(Records drawn from a dataset):
* * *

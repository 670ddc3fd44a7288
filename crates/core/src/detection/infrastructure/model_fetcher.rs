use std::fs;
use std::io::Write;
use std::path::{Path, PathBuf};
use std::time::{SystemTime, UNIX_EPOCH};

use thiserror::Error;

#[derive(Error, Debug)]
pub enum ModelFetchError {
    #[error("failed to create cache directory: {0}")]
    CacheDir(#[source] std::io::Error),
    #[error("download failed for {url}: {source}")]
    Download {
        url: String,
        #[source]
        source: reqwest::Error,
    },
    #[error("failed to write model to {path}: {source}")]
    Write {
        path: PathBuf,
        #[source]
        source: std::io::Error,
    },
    #[error("could not determine cache directory")]
    NoCacheDir,
    #[error("model pack at {dir} already exists but is missing {missing}; refusing to overwrite")]
    PackExists { dir: PathBuf, missing: String },
    #[error("failed to quarantine model pack {from} as {to}: {source}")]
    Quarantine {
        from: PathBuf,
        to: PathBuf,
        #[source]
        source: std::io::Error,
    },
}

/// Progress callback: `(bytes_downloaded, total_bytes)`.
/// `total_bytes` is 0 if the server didn't provide Content-Length.
pub type ProgressFn = Box<dyn Fn(u64, u64) + Send>;

/// Resolve a model file by name, checking cache locations before downloading.
///
/// Resolution order:
/// 1. User cache directory (platform-specific)
/// 2. Bundled path (for development / pre-packaged installs)
/// 3. Download from URL to cache
pub fn resolve(
    name: &str,
    url: &str,
    bundled_dir: Option<&Path>,
    progress: Option<ProgressFn>,
) -> Result<PathBuf, ModelFetchError> {
    // 1. Check user cache
    let cache_dir = model_cache_dir()?;
    let cached_path = cache_dir.join(name);
    if cached_path.exists() {
        return Ok(cached_path);
    }

    // 2. Check bundled path
    if let Some(dir) = bundled_dir {
        let bundled_path = dir.join(name);
        if bundled_path.exists() {
            return Ok(bundled_path);
        }
    }

    // 3. Download to cache
    fs::create_dir_all(&cache_dir).map_err(ModelFetchError::CacheDir)?;
    log::info!("downloading model {name} from {url}");
    download(url, &cached_path, progress)?;
    Ok(cached_path)
}

/// Platform-specific model cache directory.
///
/// - macOS: `~/Library/Application Support/FrameSight/models/`
/// - Linux: `$XDG_CACHE_HOME/FrameSight/models/` or `~/.cache/FrameSight/models/`
/// - Windows: `%LOCALAPPDATA%/FrameSight/models/`
pub fn model_cache_dir() -> Result<PathBuf, ModelFetchError> {
    #[cfg(target_os = "macos")]
    {
        dirs::data_dir()
            .map(|d| d.join("FrameSight").join("models"))
            .ok_or(ModelFetchError::NoCacheDir)
    }
    #[cfg(not(target_os = "macos"))]
    {
        dirs::cache_dir()
            .map(|d| d.join("FrameSight").join("models"))
            .ok_or(ModelFetchError::NoCacheDir)
    }
}

/// Ensure a multi-file model pack is present and complete at `dir`.
///
/// A missing directory is created and every file in `files` is fetched
/// into it. A directory that already exists must contain every required
/// file; an incomplete pack is never overwritten in place, only reported,
/// so callers can quarantine it first.
pub fn ensure_pack(dir: &Path, files: &[(&str, &str)]) -> Result<(), ModelFetchError> {
    if dir.exists() {
        for (name, _) in files {
            if !dir.join(name).exists() {
                return Err(ModelFetchError::PackExists {
                    dir: dir.to_path_buf(),
                    missing: (*name).to_string(),
                });
            }
        }
        return Ok(());
    }

    fs::create_dir_all(dir).map_err(ModelFetchError::CacheDir)?;
    for (name, url) in files {
        log::info!("downloading pack file {name} from {url}");
        download(url, &dir.join(name), None)?;
    }
    Ok(())
}

/// Move a damaged model pack aside so a fresh fetch can replace it.
///
/// The pack keeps its contents under `<dir>.corrupt.<unix-seconds>` for
/// later inspection. Returns the quarantine path.
pub fn quarantine_pack(dir: &Path) -> Result<PathBuf, ModelFetchError> {
    let stamp = SystemTime::now()
        .duration_since(UNIX_EPOCH)
        .map(|d| d.as_secs())
        .unwrap_or(0);
    let mut quarantined = dir.as_os_str().to_os_string();
    quarantined.push(format!(".corrupt.{stamp}"));
    let quarantined = PathBuf::from(quarantined);
    fs::rename(dir, &quarantined).map_err(|source| ModelFetchError::Quarantine {
        from: dir.to_path_buf(),
        to: quarantined.clone(),
        source,
    })?;
    log::warn!(
        "quarantined model pack {} as {}",
        dir.display(),
        quarantined.display()
    );
    Ok(quarantined)
}

fn download(url: &str, dest: &Path, progress: Option<ProgressFn>) -> Result<(), ModelFetchError> {
    let response = reqwest::blocking::get(url)
        .and_then(|r| r.error_for_status())
        .map_err(|e| ModelFetchError::Download {
            url: url.to_string(),
            source: e,
        })?;

    let total = response.content_length().unwrap_or(0);
    let mut downloaded: u64 = 0;

    // Write to a temp file first, then rename for atomicity
    let temp_path = dest.with_extension("part");
    let mut file = fs::File::create(&temp_path).map_err(|e| ModelFetchError::Write {
        path: temp_path.clone(),
        source: e,
    })?;

    let bytes = response.bytes().map_err(|e| ModelFetchError::Download {
        url: url.to_string(),
        source: e,
    })?;

    // Report progress in chunks to avoid excessive callbacks
    let chunk_size = 1024 * 1024; // 1MB
    for chunk in bytes.chunks(chunk_size) {
        file.write_all(chunk)
            .map_err(|e| ModelFetchError::Write {
                path: temp_path.clone(),
                source: e,
            })?;
        downloaded += chunk.len() as u64;
        if let Some(ref cb) = progress {
            cb(downloaded, total);
        }
    }

    file.flush().map_err(|e| ModelFetchError::Write {
        path: temp_path.clone(),
        source: e,
    })?;
    drop(file);

    fs::rename(&temp_path, dest).map_err(|e| ModelFetchError::Write {
        path: dest.to_path_buf(),
        source: e,
    })?;

    Ok(())
}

* * *

(TASK TO COMPLETE): Find the line with "fs::rename(&temp_path, dest).map_err(|e| ModelFetchError::Write" in the data above. Restate it and all later lines word for word, ending with the last line.

(SOLUTION):
    fs::rename(&temp_path, dest).map_err(|e| ModelFetchError::Write {
        path: dest.to_path_buf(),
        source: e,
    })?;

    Ok(())
}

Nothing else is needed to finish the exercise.